Section 1.        Number. The officers of the Corporation shall be a Chairman of the Board, a President, one or more Vice Presidents, a Secretary and a Treasurer, each of whom shall be elected by the directors. The President and the Secretary shall be bona fide residents of the Commonwealth. Such other officers and assistant officers as may be deemed necessary may be elected or appointed by the directors or the Board of Directors may delegate to the President the power to appoint such other officers and Assistant Officers.

Section 2.        Election and Term of Office. The officers of the Corporation to be elected by the Board of Directors shall be elected annually at the first meeting of the directors held after each Annual Stockholders Meeting. If the election of officers shall not be held at such meeting, such election shall be held as soon thereafter as may be convenient. Each officer shall hold office until his/her successor shall have been duly elected and shall have qualified or until his/her death or until he/she shall resign or shall have been removed in the manner hereinafter provided.

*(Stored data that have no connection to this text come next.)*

use tickwatch_engine::paint::Color;
use tickwatch_engine::text::{FamilyMeasure, FontSystem};

use crate::clock::WallClock;
use crate::config::WidgetConfig;
use crate::view::ClockView;
use crate::widget::ClockWidget;

// ── FontSource ────────────────────────────────────────────────────────────

/// Raw font bytes for one family: a regular face and an optional bold face.
struct FontSource {
    name: String,
    regular: Vec<u8>,
    bold: Option<Vec<u8>>,
}

// ── Application ───────────────────────────────────────────────────────────

/// Startup configuration for a clock widget.
///
/// Follows a builder pattern: register the font family, pick colors, then
/// [`launch`](Self::launch) against the host's view.
///
/// ```rust,ignore
/// let launched = Application::new()
///     .font("Roboto", include_bytes!("Roboto-Thin.ttf").to_vec(), Some(bold))
///     .background(Color::from_hex("#ff6666")?)
///     .launch(&mut view);
/// ```
pub struct Application {
    font: Option<FontSource>,
    background: Color,
    controls_background: Color,
    config: WidgetConfig,
    wall_clock: Option<Box<dyn WallClock>>,
}

impl Application {
    pub fn new() -> Self {
        Self {
            font: None,
            background: Color::from_srgb_u8(0xff, 0x66, 0x66, 0xff),
            controls_background: Color::from_srgb_u8(0xe6, 0xe6, 0xe6, 0xff),
            config: WidgetConfig::default(),
            wall_clock: None,
        }
    }

    /// Register the display font family under `name`.
    ///
    /// Bold runs (the clock's hour) use `bold` when given, the regular face
    /// otherwise.
    pub fn font(mut self, name: impl Into<String>, regular: Vec<u8>, bold: Option<Vec<u8>>) -> Self {
        self.font = Some(FontSource { name: name.into(), regular, bold });
        self
    }

    /// Window background color.
    pub fn background(mut self, color: Color) -> Self {
        self.background = color;
        self
    }

    /// Background of the start/reset control strip.
    pub fn controls_background(mut self, color: Color) -> Self {
        self.controls_background = color;
        self
    }

    pub fn config(mut self, config: WidgetConfig) -> Self {
        self.config = config;
        self
    }

    /// Replace the system clock, e.g. for a frozen demo display.
    pub fn wall_clock(mut self, clock: impl WallClock + 'static) -> Self {
        self.wall_clock = Some(Box::new(clock));
        self
    }

    /// Registers fonts, applies startup properties to `view`, and returns the
    /// attached widget.
    ///
    /// A font family that fails to load is logged and skipped; the host then
    /// has to measure text itself.
    pub fn launch(self, view: &mut dyn ClockView) -> Launched {
        let mut fonts = FontSystem::new();
        let mut font_family = None;

        if let Some(src) = self.font {
            match fonts.register_family(&src.name, &src.regular, src.bold.as_deref()) {
                Ok(()) => font_family = Some(src.name),
                Err(e) => log::warn!("failed to load font '{}': {e}", src.name),
            }
        }

        view.set_window_background(self.background);
        view.set_controls_background(self.controls_background);
        if let Some(name) = &font_family {
            view.set_font_family(name);
        }

        let mut widget = ClockWidget::new(self.config);
        if let Some(clock) = self.wall_clock {
            widget.set_wall_clock(clock);
        }
        widget.attach(view);

        log::info!(
            "clock widget launched (font family: {}, background {})",
            font_family.as_deref().unwrap_or("<host default>"),
            self.background
        );

        Launched { widget, fonts, font_family }
    }
}

impl Default for Application {
    fn default() -> Self {
        Self::new()
    }
}

// ── Launched ──────────────────────────────────────────────────────────────

/// A launched widget plus the fonts registered for it.
pub struct Launched {
    pub widget: ClockWidget,
    pub fonts: FontSystem,
    /// Name of the registered family, if it loaded.
    pub font_family: Option<String>,
}

impl Launched {
    /// Text measurer for the registered family.
    pub fn measure(&self) -> Option<FamilyMeasure<'_>> {
        self.font_family.as_deref().and_then(|name| self.fonts.family(name))
    }
}
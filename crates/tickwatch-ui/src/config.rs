/// Tunables for the clock widget.
///
/// The defaults reproduce the stock look: hundredths at 70% of the display
/// font, shrinking to 60% after a relayout, text filling 80% of its box, and
/// a control strip 40% as tall as the clock with 15% padding and spacing.
#[derive(Debug, Clone, PartialEq)]
pub struct WidgetConfig {
    /// Font size of both displays before the first relayout.
    pub initial_font_size: f32,
    /// Hundredths span size relative to the font, used on tick and reset.
    pub hundredths_ratio: f32,
    /// Hundredths span size relative to the font, used on relayout.
    pub rescale_hundredths_ratio: f32,
    /// Share of the allocated box the clock text may fill.
    pub fill_ratio: f32,
    /// Control strip height relative to the clock display height.
    pub controls_height_ratio: f32,
    /// Padding and spacing relative to the control strip height.
    pub controls_spacing_ratio: f32,
    pub start_label: String,
    pub stop_label: String,
}

impl Default for WidgetConfig {
    fn default() -> Self {
        Self {
            initial_font_size: 70.0,
            hundredths_ratio: 0.7,
            rescale_hundredths_ratio: 0.6,
            fill_ratio: 0.8,
            controls_height_ratio: 0.4,
            controls_spacing_ratio: 0.15,
            start_label: "Start".to_string(),
            stop_label: "Stop".to_string(),
        }
    }
}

Section 3.        Removal. Any officer or agent elected or appointed by the Board of Directors may be removed by the Board of Directors whenever in their judgment the best interests of the Corporation would be served thereby, but such removal shall be without prejudice to the contract rights, if any, of the person so removed.

Section 4.        Vacancies. A vacancy in any office because of death, resignation, removal, disqualification or otherwise, may be filled by the Board of Directors for the unexpired portion of the term.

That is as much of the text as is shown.